Lalu, tubuh korban diceburkan oleh pelaku kedalam lubang sumur dengan kedalaman 10 meter dengan kondisi tak sadarkan diri. Sementara itu, pelaku langsung melarikan diri ke perkebunan kelapa sawit yang ada di lingkungan rumahnya. Selang beberapa jam kemudian, pelaku pun berhasil diringkus oleh Polsek Belinyu.

Kanit Intel Polsek Belinyu, Aipda Ademi membenarkan kejadian tersebut.
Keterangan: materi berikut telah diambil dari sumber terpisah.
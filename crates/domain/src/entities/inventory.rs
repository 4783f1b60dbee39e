//! Inventory entries and carried treasure
//!
//! The rules engine never mutates an inventory; it reads the equipped and
//! carried entries to feed armor class, weapon stats, and encumbrance.

use chrono::{DateTime, Utc};
use serde::{Deserialize, Serialize};

use crate::ids::{CharacterId, InventoryEntryId, ItemId, TreasureId};

/// Discriminates which catalog table an inventory entry points into.
#[derive(Debug, Clone, Copy, PartialEq, Eq, Hash, Serialize, Deserialize)]
#[serde(rename_all = "snake_case")]
pub enum ItemKind {
    Weapon,
    Armor,
    Shield,
    Potion,
    Ring,
    SpellScroll,
    Container,
    Equipment,
    MagicItem,
    Spellbook,
    /// Unknown kind for forward compatibility
    #[serde(other)]
    Unknown,
}

impl std::fmt::Display for ItemKind {
    fn fmt(&self, f: &mut std::fmt::Formatter<'_>) -> std::fmt::Result {
        let s = match self {
            Self::Weapon => "weapon",
            Self::Armor => "armor",
            Self::Shield => "shield",
            Self::Potion => "potion",
            Self::Ring => "ring",
            Self::SpellScroll => "spell_scroll",
            Self::Container => "container",
            Self::Equipment => "equipment",
            Self::MagicItem => "magic_item",
            Self::Spellbook => "spellbook",
            Self::Unknown => "unknown",
        };
        write!(f, "{s}")
    }
}

impl std::str::FromStr for ItemKind {
    type Err = ();

    fn from_str(s: &str) -> Result<Self, Self::Err> {
        match s {
            "weapon" => Ok(Self::Weapon),
            "armor" => Ok(Self::Armor),
            "shield" => Ok(Self::Shield),
            "potion" => Ok(Self::Potion),
            "ring" => Ok(Self::Ring),
            "spell_scroll" => Ok(Self::SpellScroll),
            "container" => Ok(Self::Container),
            "equipment" => Ok(Self::Equipment),
            "magic_item" => Ok(Self::MagicItem),
            "spellbook" => Ok(Self::Spellbook),
            _ => Ok(Self::Unknown),
        }
    }
}

/// One carried stack of a catalog item.
#[derive(Debug, Clone, Serialize, Deserialize)]
pub struct InventoryItem {
    pub id: InventoryEntryId,
    pub character_id: CharacterId,
    pub kind: ItemKind,
    pub item_id: ItemId,
    pub quantity: u32,
    pub equipped: bool,
    pub slot: Option<String>,
    pub notes: Option<String>,
    pub created_at: DateTime<Utc>,
    pub updated_at: DateTime<Utc>,
}

impl InventoryItem {
    pub fn is_equipped_kind(&self, kind: ItemKind) -> bool {
        self.equipped && self.kind == kind
    }
}

/// Coin counts and qualitative valuables attached to a character.
///
/// Only coins contribute to encumbrance: fifty coins weigh one unit.
#[derive(Debug, Clone, Serialize, Deserialize)]
pub struct Treasure {
    pub id: TreasureId,
    pub character_id: Option<CharacterId>,
    pub platinum_coins: u32,
    pub gold_coins: u32,
    pub electrum_coins: u32,
    pub silver_coins: u32,
    pub copper_coins: u32,
    pub gems: Option<String>,
    pub art_objects: Option<String>,
    pub other_valuables: Option<String>,
    pub total_value_gold: f64,
    pub created_at: DateTime<Utc>,
    pub updated_at: DateTime<Utc>,
}

impl Treasure {
    pub fn total_coins(&self) -> u32 {
        self.platinum_coins
            + self.gold_coins
            + self.electrum_coins
            + self.silver_coins
            + self.copper_coins
    }

    /// Carried coin weight in weight units; gems and art are negligible.
    pub fn coin_weight(&self) -> f64 {
        f64::from(self.total_coins()) / 50.0
    }
}

#[cfg(test)]
mod tests {
    use super::*;

    fn treasure(coins: [u32; 5]) -> Treasure {
        let now = Utc::now();
        Treasure {
            id: TreasureId::new(),
            character_id: None,
            platinum_coins: coins[0],
            gold_coins: coins[1],
            electrum_coins: coins[2],
            silver_coins: coins[3],
            copper_coins: coins[4],
            gems: None,
            art_objects: None,
            other_valuables: None,
            total_value_gold: 0.0,
            created_at: now,
            updated_at: now,
        }
    }

    #[test]
    fn fifty_coins_weigh_one_unit() {
        let t = treasure([10, 10, 10, 10, 10]);
        assert_eq!(t.total_coins(), 50);
        assert!((t.coin_weight() - 1.0).abs() < f64::EPSILON);
    }

    #[test]
    fn item_kind_round_trips_through_strings() {
        for kind in [
            ItemKind::Weapon,
            ItemKind::SpellScroll,
            ItemKind::MagicItem,
            ItemKind::Spellbook,
        ] {
            let parsed: ItemKind = kind.to_string().parse().expect("infallible");
            assert_eq!(parsed, kind);
        }
        let unknown: ItemKind = "relic".parse().expect("infallible");
        assert_eq!(unknown, ItemKind::Unknown);
    }
}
Ia mengatakan, aksi keji pelaku berhasil terungkap setelah salah satu warga sekitar sempat mendengar suara gaduh didalam rumah korban pada Selasa pagi saat kejadian.

Warga sempat memanggil korban beberapa kali dari luar ‎rumah. "Saat waktu itu, saksi ini memanggil korban beberapa kali, mbah Surip, mbah Surip, mbah Surip, pelaku yang berada didalam rumah langsung menjawabnya, mbah Suripnya sedang tidur,"terangnya.

Warga yang dimaksud pun sempat merasa janggal dan masuk kedalam rumahnya, untuk mengganti baju dan menyampaikan kejanggalan tersebut kepada warga sekitar. "Saat ‎saksi keluar rumahnya, saksi yang merupakan tetangga korban, melihat seseorang keluar dari rumah Surip,"tambahnya.

Saat itu juga warga sekitar mendatangi rumah korban dan mendapati ceceran darah. Terdapat juga darah segar yang menempel di dinding kamar.

Warga pun menemukan tubuh korban yang mengapung didalam sumur, setelah mengikuti ceceran darah yang menuju sebuah sumur dibelakang rumah korban dan melaporkan kejadian tersebut ke Polsek Belinyu.

Petugas pun sesaat usai menerima laporan warga, berhasil menangkap pelaku yang bersembunyi didalam perkebunan kelapa sawit.

Pelaku akhirnya mengakui semua perbuatannya‎, dan pelaku pun mengaku menyesal akibat perilakunya. "Saya dendam pak sama dia. Dulu pernah ikut dia kerja bangunan sebagai kenet, di Jebus. Sampai sekarang saya minta gaji saya gak dibayarnya,''ucap Pelaku.

Hingga saat ini, pelaku diketahui sudah berada di Polres Bangka untuk dilakukan proses lebih lanjut.